免疫力を高める「乳酸菌生成エキス」は海外でも好評

株式会社ビーアンドエス・コーポレーション(以下、ビーアンドエス)は、1914年(大正3年)に、医師の正垣 角太郎氏がヨーグルトを製造・販売したことから始まった。当時、ロシア人学者の著書「長寿論」の中に、特定地域の人たちの寿命が長いのはヨーグルトを食べているからだという記述があったという。もともと胃腸が弱かった正垣氏は、牛乳に乳酸菌を加えて自家製のヨーグルトを試作し飲んでみたところ、体調が徐々に良くなることを実感。以来、日本中に広めたいという強い使命感に駆られて事業化に着手した。

創業当初は、地方から出てきた学生に宿舎を提供し、自家製のヨーグルトを訪問販売してもらうという独自の販売モデルを確立。学生の中には、のちの大手乳酸菌飲料メーカーの創業者も名を連ねていたという。

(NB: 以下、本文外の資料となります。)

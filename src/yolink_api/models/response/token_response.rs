use chrono::{DateTime, Duration, Utc};
use serde::Deserialize;
use serde_json::Value;

/// Body of the client-credentials token exchange.
#[derive(Deserialize, Clone, Debug)]
pub struct TokenResponse {
    #[serde(default)]
    pub access_token: String,
    #[serde(default)]
    pub token_type: String,
    #[serde(default)]
    pub expires_in: i64,
    /// Numeric on some error paths, string on others. Absent on success.
    #[serde(default)]
    pub code: Option<Value>,
    #[serde(default, alias = "msg")]
    pub message: Option<String>,
}

impl TokenResponse {
    pub fn is_success(&self) -> bool {
        match &self.code {
            None | Some(Value::Null) => true,
            Some(Value::Number(n)) => n.as_i64() == Some(0),
            Some(Value::String(s)) => s.is_empty() || s == "0" || s == "000000",
            Some(_) => false,
        }
    }

    pub fn code_text(&self) -> String {
        match &self.code {
            Some(Value::String(s)) => s.clone(),
            Some(other) => other.to_string(),
            None => String::new(),
        }
    }
}

/// Upper bound on how long a credential is trusted, whatever the vendor advertises.
pub fn max_lifetime() -> Duration {
    Duration::days(30)
}

/// A bearer token together with the instant it stops being handed out.
#[derive(Clone, Debug, PartialEq)]
pub struct Credential {
    pub access_token: String,
    pub expires_at: DateTime<Utc>,
}

impl Credential {
    /// `safety_fraction` of the advertised lifetime is used, the rest is margin.
    pub fn from_response(response: &TokenResponse, safety_fraction: f64, now: DateTime<Utc>) -> Self {
        let lifetime_ms = (response.expires_in.max(0) as f64 * 1000.0 * safety_fraction) as i64;
        let lifetime = Duration::try_milliseconds(lifetime_ms)
            .unwrap_or_else(max_lifetime)
            .clamp(Duration::zero(), max_lifetime());
        Self {
            access_token: response.access_token.clone(),
            expires_at: now.checked_add_signed(lifetime).unwrap_or(now),
        }
    }

    pub fn is_expired_at(&self, now: DateTime<Utc>) -> bool {
        now >= self.expires_at
    }

    pub fn is_expired(&self) -> bool {
        self.is_expired_at(Utc::now())
    }
}
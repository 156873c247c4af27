use crate::telemetry::StateUpdate;
use axum::extract::ws::Utf8Bytes;
use std::collections::HashMap;
use std::sync::Arc;
use tokio::sync::mpsc::error::TrySendError;
use tokio::sync::{RwLock, mpsc};
use tracing::{debug, error, info, warn};
use uuid::Uuid;

pub type SessionId = Uuid;

/// Serialized StateUpdate frames waiting to be written to one session.
pub type OutboundQueue = mpsc::Receiver<Utf8Bytes>;

/// Registered live sessions. The registry owns the only sender of each session's queue,
/// so removing a session closes its queue.
#[derive(Clone)]
pub struct SessionRegistry {
    sessions: Arc<RwLock<HashMap<SessionId, mpsc::Sender<Utf8Bytes>>>>,
    queue_size: usize,
}

impl SessionRegistry {
    pub fn new(queue_size: usize) -> Self {
        Self {
            sessions: Arc::new(RwLock::new(HashMap::new())),
            queue_size: queue_size.max(1),
        }
    }

    pub async fn register(&self) -> (SessionId, OutboundQueue) {
        let id = Uuid::new_v4();
        let (tx, rx) = mpsc::channel(self.queue_size);
        let count = {
            let mut sessions = self.sessions.write().await;
            sessions.insert(id, tx);
            sessions.len()
        };
        info!(session = %id, "Session registered ({} live)", count);
        (id, rx)
    }

    /// Returns whether the session was still registered.
    pub async fn remove(&self, id: SessionId) -> bool {
        let removed = self.sessions.write().await.remove(&id).is_some();
        if removed {
            info!(session = %id, "Session removed");
        }
        removed
    }

    pub async fn len(&self) -> usize {
        self.sessions.read().await.len()
    }

    pub async fn is_empty(&self) -> bool {
        self.sessions.read().await.is_empty()
    }

    pub async fn session_ids(&self) -> Vec<SessionId> {
        self.sessions.read().await.keys().copied().collect()
    }

    pub async fn contains(&self, id: SessionId) -> bool {
        self.sessions.read().await.contains_key(&id)
    }

    /// Offers the update to every session without waiting. Sessions whose queue is full
    /// (or already closed) are evicted. Returns how many sessions accepted the update.
    pub async fn broadcast(&self, update: &StateUpdate) -> usize {
        let frame: Utf8Bytes = match serde_json::to_string(update) {
            Ok(text) => text.into(),
            Err(e) => {
                error!("Unable to serialize update for device {}: {}", update.device_id, e);
                return 0;
            }
        };

        let mut delivered = 0;
        let mut evicted = Vec::new();
        {
            let sessions = self.sessions.read().await;
            for (id, tx) in sessions.iter() {
                match tx.try_send(frame.clone()) {
                    Ok(()) => delivered += 1,
                    Err(TrySendError::Full(_)) => {
                        warn!(session = %id, "Session queue full, dropping slow session");
                        evicted.push(*id);
                    }
                    Err(TrySendError::Closed(_)) => {
                        debug!(session = %id, "Session queue closed");
                        evicted.push(*id);
                    }
                }
            }
        }

        if !evicted.is_empty() {
            let mut sessions = self.sessions.write().await;
            for id in &evicted {
                sessions.remove(id);
            }
        }
        delivered
    }
}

その後、腸内環境を活性化させる乳酸菌の研究に力を注ぎ、主力製品の一つである乳酸菌生成エキス「智通」を世に送り出した。現在は、個人向け、法人向け、輸出向け、メディカル向けの四つのカテゴリーの製品を提供している。

「ドクターが認める乳酸菌生成エキスとして信頼性が高まり、特に健康食品のGMP(Good Manufacturing Practice)認定取得以降は、ロシア・台湾・スイス・マレーシアなどの富裕層の需要が急増しました。持続的な効果を実感できると好評です」と事業管理部 課長の村越 勲氏は語る。

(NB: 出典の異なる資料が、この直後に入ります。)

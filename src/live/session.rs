use crate::live::registry::SessionRegistry;
use axum::extract::ws::{Message, WebSocket};
use futures::{SinkExt, StreamExt};
use serde_json::Value;
use tracing::{debug, info};

/// Runs one live session from upgrade to teardown: a write loop draining the session's
/// queue and a read loop discarding inbound frames. Whichever ends first takes the other
/// down, and the session leaves the registry.
pub async fn run(socket: WebSocket, registry: SessionRegistry) {
    let (id, mut outbound) = registry.register().await;
    let (mut ws_sink, mut ws_stream) = socket.split();

    let mut write_loop = tokio::spawn(async move {
        while let Some(frame) = outbound.recv().await {
            if let Err(e) = ws_sink.send(Message::Text(frame)).await {
                debug!("Error writing to WebSocket: {}", e);
                return;
            }
        }
        // Queue closed by the registry: the session was evicted.
        let _ = ws_sink.send(Message::Close(None)).await;
    });

    let mut read_loop = tokio::spawn(async move {
        while let Some(msg) = ws_stream.next().await {
            match msg {
                Ok(Message::Text(text)) => {
                    // No inbound commands exist yet.
                    if let Err(e) = serde_json::from_str::<Value>(text.as_str()) {
                        debug!("Error parsing WebSocket message: {}", e);
                    }
                }
                Ok(Message::Close(_)) => break,
                Ok(_) => {}
                Err(e) => {
                    debug!("Error reading from WebSocket: {}", e);
                    break;
                }
            }
        }
    });

    tokio::select! {
        _ = &mut write_loop => read_loop.abort(),
        _ = &mut read_loop => write_loop.abort(),
    }

    registry.remove(id).await;
    info!(session = %id, "Session closed");
}
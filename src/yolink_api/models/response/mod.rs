pub mod device_list_response;
pub mod envelope;
pub mod general_info_response;
pub mod token_response;
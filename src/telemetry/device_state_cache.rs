use crate::yolink_api::models::device_state::DeviceState;
use dashmap::DashMap;
use std::sync::Arc;

/// Last reported state per device id. Last write wins, nothing expires.
#[derive(Clone, Default)]
pub struct DeviceStateCache {
    states: Arc<DashMap<String, DeviceState>>,
}

impl DeviceStateCache {
    pub fn new() -> Self {
        Self::default()
    }

    pub fn get(&self, device_id: &str) -> Option<DeviceState> {
        self.states.get(device_id).map(|entry| entry.value().clone())
    }

    pub fn insert(&self, device_id: impl Into<String>, state: DeviceState) {
        self.states.insert(device_id.into(), state);
    }

    pub fn len(&self) -> usize {
        self.states.len()
    }

    pub fn is_empty(&self) -> bool {
        self.states.is_empty()
    }
}
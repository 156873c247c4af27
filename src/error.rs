use axum::http::StatusCode;
use axum::response::{IntoResponse, Response};
use thiserror::Error;
use tracing::error;

pub type Result<T, E = Error> = std::result::Result<T, E>;

/// Every failure the bridge can surface, from configuration through the vendor API,
/// the telemetry broker and inbound request validation.
#[derive(Debug, Error)]
pub enum Error {
    /// Required configuration (client id / secret) is missing.
    #[error("configuration error: {0}")]
    Config(String),

    /// Token exchange failed or the vendor rejected our credentials.
    #[error("authentication required: {0}")]
    Auth(String),

    /// HTTP transport failure talking to the vendor.
    #[error("network error: {0}")]
    Network(#[from] reqwest::Error),

    /// The broker client refused a request (event loop gone, queue closed).
    #[error("broker error: {0}")]
    Broker(#[from] rumqttc::ClientError),

    /// Malformed JSON, with the raw body for debugging.
    #[error("{message}, body: {body}")]
    Parse { message: String, body: String },

    /// Well-formed envelope carrying a non-success code.
    #[error("API error: {desc} (code: {code})")]
    Vendor { code: String, desc: String },

    #[error("not found: {0}")]
    NotFound(String),

    /// Missing or empty request parameters.
    #[error("{0}")]
    Validation(String),
}

impl Error {
    pub fn parse(context: &str, err: serde_json::Error, body: &str) -> Self {
        Error::Parse {
            message: format!("failed to parse {}: {}", context, err),
            body: body.to_string(),
        }
    }

    pub fn status_code(&self) -> StatusCode {
        match self {
            Error::Validation(_) => StatusCode::BAD_REQUEST,
            _ => StatusCode::INTERNAL_SERVER_ERROR,
        }
    }
}

impl IntoResponse for Error {
    fn into_response(self) -> Response {
        let status = self.status_code();
        if status.is_server_error() {
            error!("Request failed: {}", self);
        }
        (status, self.to_string()).into_response()
    }
}
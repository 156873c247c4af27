use anyhow::{Context, Result};
use serde::{Deserialize, Serialize};
use std::fs;
use std::path::Path;

#[derive(Debug, Deserialize, Serialize, Clone, Default)]
#[serde(default)]
pub struct Config {
    pub logging: LoggingConfig,
    pub yolink: YoLinkConfig,
    pub server: ServerConfig,
    pub intervals: IntervalConfig,
    pub limits: LimitsConfig,
}

#[derive(Debug, Deserialize, Serialize, Clone)]
#[serde(default)]
pub struct LoggingConfig {
    /// Directory for the per-level rolling log files. Console only when unset.
    pub directory: Option<String>,
    pub debug_file: String,
    pub info_file: String,
    pub warn_file: String,
    pub error_file: String,
    pub console_level: String,
}

#[derive(Deserialize, Serialize, Clone)]
#[serde(default)]
pub struct YoLinkConfig {
    pub client_id: Option<String>,
    pub client_secret: Option<String>,
    pub api_url: String,
    pub token_url: String,
    pub broker_host: String,
    pub broker_port: u16,
    /// Fraction of the advertised token lifetime after which it is refreshed.
    pub token_safety_fraction: f64,
}

#[derive(Debug, Deserialize, Serialize, Clone)]
#[serde(default)]
pub struct ServerConfig {
    pub port: u16,
    pub static_dir: String,
}

#[derive(Debug, Deserialize, Serialize, Clone)]
#[serde(default)]
pub struct IntervalConfig {
    pub reconnect_delay_seconds: u64,
    pub mqtt_keep_alive_seconds: u64,
    pub request_timeout_seconds: u64,
}

#[derive(Debug, Deserialize, Serialize, Clone)]
#[serde(default)]
pub struct LimitsConfig {
    pub update_feed_size: usize,
    pub session_queue_size: usize,
    pub mqtt_queue_size: usize,
}

impl Default for LoggingConfig {
    fn default() -> Self {
        Self {
            directory: None,
            debug_file: "log_debug.log".to_string(),
            info_file: "log_info.log".to_string(),
            warn_file: "log_warn.log".to_string(),
            error_file: "log_error.log".to_string(),
            console_level: "info".to_string(),
        }
    }
}

impl Default for YoLinkConfig {
    fn default() -> Self {
        Self {
            client_id: None,
            client_secret: None,
            api_url: "https://api.yosmart.com/open/yolink/v2/api".to_string(),
            token_url: "https://api.yosmart.com/open/yolink/token".to_string(),
            broker_host: "api.yosmart.com".to_string(),
            broker_port: 8003,
            token_safety_fraction: 0.9,
        }
    }
}

// Hand-written so the client secret never reaches a log line.
impl std::fmt::Debug for YoLinkConfig {
    fn fmt(&self, f: &mut std::fmt::Formatter<'_>) -> std::fmt::Result {
        f.debug_struct("YoLinkConfig")
            .field("client_id", &self.client_id)
            .field("client_secret", &self.client_secret.as_ref().map(|_| "***"))
            .field("api_url", &self.api_url)
            .field("token_url", &self.token_url)
            .field("broker_host", &self.broker_host)
            .field("broker_port", &self.broker_port)
            .field("token_safety_fraction", &self.token_safety_fraction)
            .finish()
    }
}

impl Default for ServerConfig {
    fn default() -> Self {
        Self {
            port: 8080,
            static_dir: "../frontend/public".to_string(),
        }
    }
}

impl Default for IntervalConfig {
    fn default() -> Self {
        Self {
            reconnect_delay_seconds: 5,
            mqtt_keep_alive_seconds: 30,
            request_timeout_seconds: 30,
        }
    }
}

impl Default for LimitsConfig {
    fn default() -> Self {
        Self {
            update_feed_size: 100,
            session_queue_size: 100,
            mqtt_queue_size: 100,
        }
    }
}

impl Config {
    pub fn from_file(path: impl AsRef<Path>) -> Result<Self> {
        let path = path.as_ref();
        let content = fs::read_to_string(path)
            .with_context(|| format!("Unable to read config file {}", path.display()))?;
        let config: Config = toml::from_str(&content)
            .with_context(|| format!("Unable to parse config file {}", path.display()))?;
        Ok(config)
    }

    /// Reads `path` when it exists, then layers the process environment on top.
    pub fn load(path: impl AsRef<Path>) -> Result<Self> {
        let path = path.as_ref();
        let mut config = if path.exists() {
            Self::from_file(path)?
        } else {
            Config::default()
        };
        config.apply_env(|key| std::env::var(key).ok())?;
        Ok(config)
    }

    /// Overrides fields from environment lookups. Empty values count as unset.
    pub fn apply_env<F>(&mut self, lookup: F) -> Result<()>
    where
        F: Fn(&str) -> Option<String>,
    {
        let lookup = |key: &str| lookup(key).filter(|v| !v.is_empty());

        if let Some(client_id) = lookup("YOLINK_CLIENT_ID") {
            self.yolink.client_id = Some(client_id);
        }
        if let Some(client_secret) = lookup("YOLINK_CLIENT_SECRET") {
            self.yolink.client_secret = Some(client_secret);
        }
        if let Some(port) = lookup("PORT") {
            self.server.port = port
                .parse()
                .with_context(|| format!("PORT must be a valid port number, got \"{}\"", port))?;
        }
        if let Some(static_dir) = lookup("STATIC_DIR") {
            self.server.static_dir = static_dir;
        }
        Ok(())
    }
}

#[cfg(test)]
mod tests {
    use super::*;
    use std::collections::HashMap;
    use std::io::Write;

    fn env(pairs: &[(&str, &str)]) -> impl Fn(&str) -> Option<String> {
        let map: HashMap<String, String> = pairs
            .iter()
            .map(|(k, v)| (k.to_string(), v.to_string()))
            .collect();
        move |key| map.get(key).cloned()
    }

    #[test]
    fn defaults_without_file_or_env() {
        let mut config = Config::default();
        config.apply_env(env(&[])).unwrap();

        assert_eq!(config.server.port, 8080);
        assert!(config.yolink.client_id.is_none());
        assert_eq!(config.yolink.broker_port, 8003);
        assert_eq!(config.limits.session_queue_size, 100);
    }

    #[test]
    fn environment_overrides_file() {
        let mut file = tempfile::NamedTempFile::new().unwrap();
        writeln!(
            file,
            "[server]\nport = 9000\n\n[yolink]\nclient_id = \"from-file\"\n"
        )
        .unwrap();

        let mut config = Config::from_file(file.path()).unwrap();
        assert_eq!(config.server.port, 9000);
        assert_eq!(config.yolink.client_id.as_deref(), Some("from-file"));
        // untouched sections keep their defaults
        assert_eq!(config.intervals.reconnect_delay_seconds, 5);

        config
            .apply_env(env(&[
                ("YOLINK_CLIENT_ID", "from-env"),
                ("YOLINK_CLIENT_SECRET", "s3cret"),
                ("PORT", "8181"),
            ]))
            .unwrap();
        assert_eq!(config.yolink.client_id.as_deref(), Some("from-env"));
        assert_eq!(config.yolink.client_secret.as_deref(), Some("s3cret"));
        assert_eq!(config.server.port, 8181);
    }

    #[test]
    fn empty_env_values_are_ignored() {
        let mut config = Config::default();
        config
            .apply_env(env(&[("YOLINK_CLIENT_ID", ""), ("PORT", "")]))
            .unwrap();
        assert!(config.yolink.client_id.is_none());
        assert_eq!(config.server.port, 8080);
    }

    #[test]
    fn invalid_port_is_rejected() {
        let mut config = Config::default();
        assert!(config.apply_env(env(&[("PORT", "eighty")])).is_err());
    }

    #[test]
    fn debug_output_hides_secret() {
        let mut config = YoLinkConfig::default();
        config.client_secret = Some("hunter2".to_string());
        assert!(!format!("{:?}", config).contains("hunter2"));
    }
}
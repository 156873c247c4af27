pub mod request;
pub mod response;

pub mod device;
pub mod device_state;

2015年には、九州大学名誉教授の藤野 武彦氏と共同開発した「プラズマローゲン」の製造・販売を開始。プラズマローゲンはホタテから特殊な技法で抽出した物質で、脳神経細胞の酸化を防ぐ働きがあり、認知症の予防に一定の効果があるという。そのため、元気で長生きしたいという高齢化社会のニーズとマッチし、もう一つの主力製品として人気が急上昇している

将来の事業規模の拡大を見据えた新たな業務基盤を整備

ビーアンドエスは、以前は受注処理を全て紙ベースで行っていた。顧客から電話で注文を受けると、その内容を紙の注文書に手書きで記入し、静岡県の富士工場にFAXで送信して出荷指示を行っていた。しかし、販売チャネルが個人・法人・輸出・メディカル向けと拡大し受注量が大幅に増加したため、従来のアナログな手法では対応しきれなくなってきた。

また、同社の販売チャネルとして代理店制度を取り入れていたが、販売代理店が取り扱いをやめると購入者とのつながりがなくなってしまいフォローできないことも課題となっていた。

そうした中、13年前に村越氏が入社。以前の職場でデータベース系のシステムエンジニア(SE)だった経験を生かし、ビーアンドエス社内のシステム環境を整備することになった。

まずは本社と富士工場をVPNでつなぎ、本社で注文内容を入力すると工場側で確認して印刷できる電話受注用の販売管理システムをフルスクラッチで構築した。さらに、自社の通販サイトを立ち上げ、Web通販用のシステムと2本立てで運用することになった。

事業管理部 課長 村越 勲氏

その後、OSやデータベースのメーカーサポートの終了に伴い、将来の事業規模の拡大を見据えた新たな業務基盤の構築に着手。その主な目的は、個別に運用していた電話注文用とWeb通販用のシステムのデータ統合を実現し、全ての売上情報を一元的に管理できる仕組みをパッケージシステムで構築することだった。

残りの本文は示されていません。